**Problem description:** Write the listing out again in full. Every character must match.
(Records shown)
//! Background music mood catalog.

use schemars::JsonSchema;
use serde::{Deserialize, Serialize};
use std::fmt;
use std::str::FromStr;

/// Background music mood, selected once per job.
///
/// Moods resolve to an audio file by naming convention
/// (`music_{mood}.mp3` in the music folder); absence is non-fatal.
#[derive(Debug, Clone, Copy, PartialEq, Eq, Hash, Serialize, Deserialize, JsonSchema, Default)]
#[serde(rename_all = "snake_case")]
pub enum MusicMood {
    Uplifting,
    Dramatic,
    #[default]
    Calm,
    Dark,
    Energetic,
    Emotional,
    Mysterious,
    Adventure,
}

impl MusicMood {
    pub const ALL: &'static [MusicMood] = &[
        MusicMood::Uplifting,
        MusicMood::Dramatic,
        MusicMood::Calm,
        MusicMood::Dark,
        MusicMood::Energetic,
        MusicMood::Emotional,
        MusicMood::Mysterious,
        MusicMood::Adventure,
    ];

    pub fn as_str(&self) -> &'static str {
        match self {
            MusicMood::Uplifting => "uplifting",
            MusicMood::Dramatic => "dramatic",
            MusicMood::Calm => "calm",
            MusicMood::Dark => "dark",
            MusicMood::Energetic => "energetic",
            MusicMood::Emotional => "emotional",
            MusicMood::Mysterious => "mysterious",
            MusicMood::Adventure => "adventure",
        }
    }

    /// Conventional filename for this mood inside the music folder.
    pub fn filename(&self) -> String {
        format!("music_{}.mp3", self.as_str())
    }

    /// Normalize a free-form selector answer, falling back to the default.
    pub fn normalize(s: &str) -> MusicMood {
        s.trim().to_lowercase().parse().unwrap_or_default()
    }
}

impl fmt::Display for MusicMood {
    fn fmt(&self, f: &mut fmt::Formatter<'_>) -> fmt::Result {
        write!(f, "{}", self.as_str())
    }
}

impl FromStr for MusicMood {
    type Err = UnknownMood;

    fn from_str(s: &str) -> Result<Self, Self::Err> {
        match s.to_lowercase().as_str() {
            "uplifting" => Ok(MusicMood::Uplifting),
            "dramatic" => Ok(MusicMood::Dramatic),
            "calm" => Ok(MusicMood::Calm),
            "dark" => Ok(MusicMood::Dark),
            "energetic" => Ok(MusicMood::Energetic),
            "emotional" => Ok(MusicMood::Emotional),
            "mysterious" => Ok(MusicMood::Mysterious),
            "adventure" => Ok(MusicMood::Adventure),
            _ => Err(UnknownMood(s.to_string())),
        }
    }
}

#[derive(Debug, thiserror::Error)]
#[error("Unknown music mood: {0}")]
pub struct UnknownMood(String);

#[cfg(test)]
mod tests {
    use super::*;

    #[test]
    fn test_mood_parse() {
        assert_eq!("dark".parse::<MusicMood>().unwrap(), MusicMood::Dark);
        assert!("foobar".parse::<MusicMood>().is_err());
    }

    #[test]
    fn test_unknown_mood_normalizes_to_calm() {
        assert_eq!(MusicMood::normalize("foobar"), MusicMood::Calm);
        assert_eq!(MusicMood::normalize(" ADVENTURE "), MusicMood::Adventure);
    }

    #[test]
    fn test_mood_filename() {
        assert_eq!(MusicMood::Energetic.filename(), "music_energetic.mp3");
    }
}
(End Records shown)
**Result of this exercise:**
//! Background music mood catalog.

use schemars::JsonSchema;
use serde::{Deserialize, Serialize};
use std::fmt;
use std::str::FromStr;

/// Background music mood, selected once per job.
///
/// Moods resolve to an audio file by naming convention
/// (`music_{mood}.mp3` in the music folder); absence is non-fatal.
#[derive(Debug, Clone, Copy, PartialEq, Eq, Hash, Serialize, Deserialize, JsonSchema, Default)]
#[serde(rename_all = "snake_case")]
pub enum MusicMood {
    Uplifting,
    Dramatic,
    #[default]
    Calm,
    Dark,
    Energetic,
    Emotional,
    Mysterious,
    Adventure,
}

impl MusicMood {
    pub const ALL: &'static [MusicMood] = &[
        MusicMood::Uplifting,
        MusicMood::Dramatic,
        MusicMood::Calm,
        MusicMood::Dark,
        MusicMood::Energetic,
        MusicMood::Emotional,
        MusicMood::Mysterious,
        MusicMood::Adventure,
    ];

    pub fn as_str(&self) -> &'static str {
        match self {
            MusicMood::Uplifting => "uplifting",
            MusicMood::Dramatic => "dramatic",
            MusicMood::Calm => "calm",
            MusicMood::Dark => "dark",
            MusicMood::Energetic => "energetic",
            MusicMood::Emotional => "emotional",
            MusicMood::Mysterious => "mysterious",
            MusicMood::Adventure => "adventure",
        }
    }

    /// Conventional filename for this mood inside the music folder.
    pub fn filename(&self) -> String {
        format!("music_{}.mp3", self.as_str())
    }

    /// Normalize a free-form selector answer, falling back to the default.
    pub fn normalize(s: &str) -> MusicMood {
        s.trim().to_lowercase().parse().unwrap_or_default()
    }
}

impl fmt::Display for MusicMood {
    fn fmt(&self, f: &mut fmt::Formatter<'_>) -> fmt::Result {
        write!(f, "{}", self.as_str())
    }
}

impl FromStr for MusicMood {
    type Err = UnknownMood;

    fn from_str(s: &str) -> Result<Self, Self::Err> {
        match s.to_lowercase().as_str() {
            "uplifting" => Ok(MusicMood::Uplifting),
            "dramatic" => Ok(MusicMood::Dramatic),
            "calm" => Ok(MusicMood::Calm),
            "dark" => Ok(MusicMood::Dark),
            "energetic" => Ok(MusicMood::Energetic),
            "emotional" => Ok(MusicMood::Emotional),
            "mysterious" => Ok(MusicMood::Mysterious),
            "adventure" => Ok(MusicMood::Adventure),
            _ => Err(UnknownMood(s.to_string())),
        }
    }
}

#[derive(Debug, thiserror::Error)]
#[error("Unknown music mood: {0}")]
pub struct UnknownMood(String);

#[cfg(test)]
mod tests {
    use super::*;

    #[test]
    fn test_mood_parse() {
        assert_eq!("dark".parse::<MusicMood>().unwrap(), MusicMood::Dark);
        assert!("foobar".parse::<MusicMood>().is_err());
    }

    #[test]
    fn test_unknown_mood_normalizes_to_calm() {
        assert_eq!(MusicMood::normalize("foobar"), MusicMood::Calm);
        assert_eq!(MusicMood::normalize(" ADVENTURE "), MusicMood::Adventure);
    }

    #[test]
    fn test_mood_filename() {
        assert_eq!(MusicMood::Energetic.filename(), "music_energetic.mp3");
    }
}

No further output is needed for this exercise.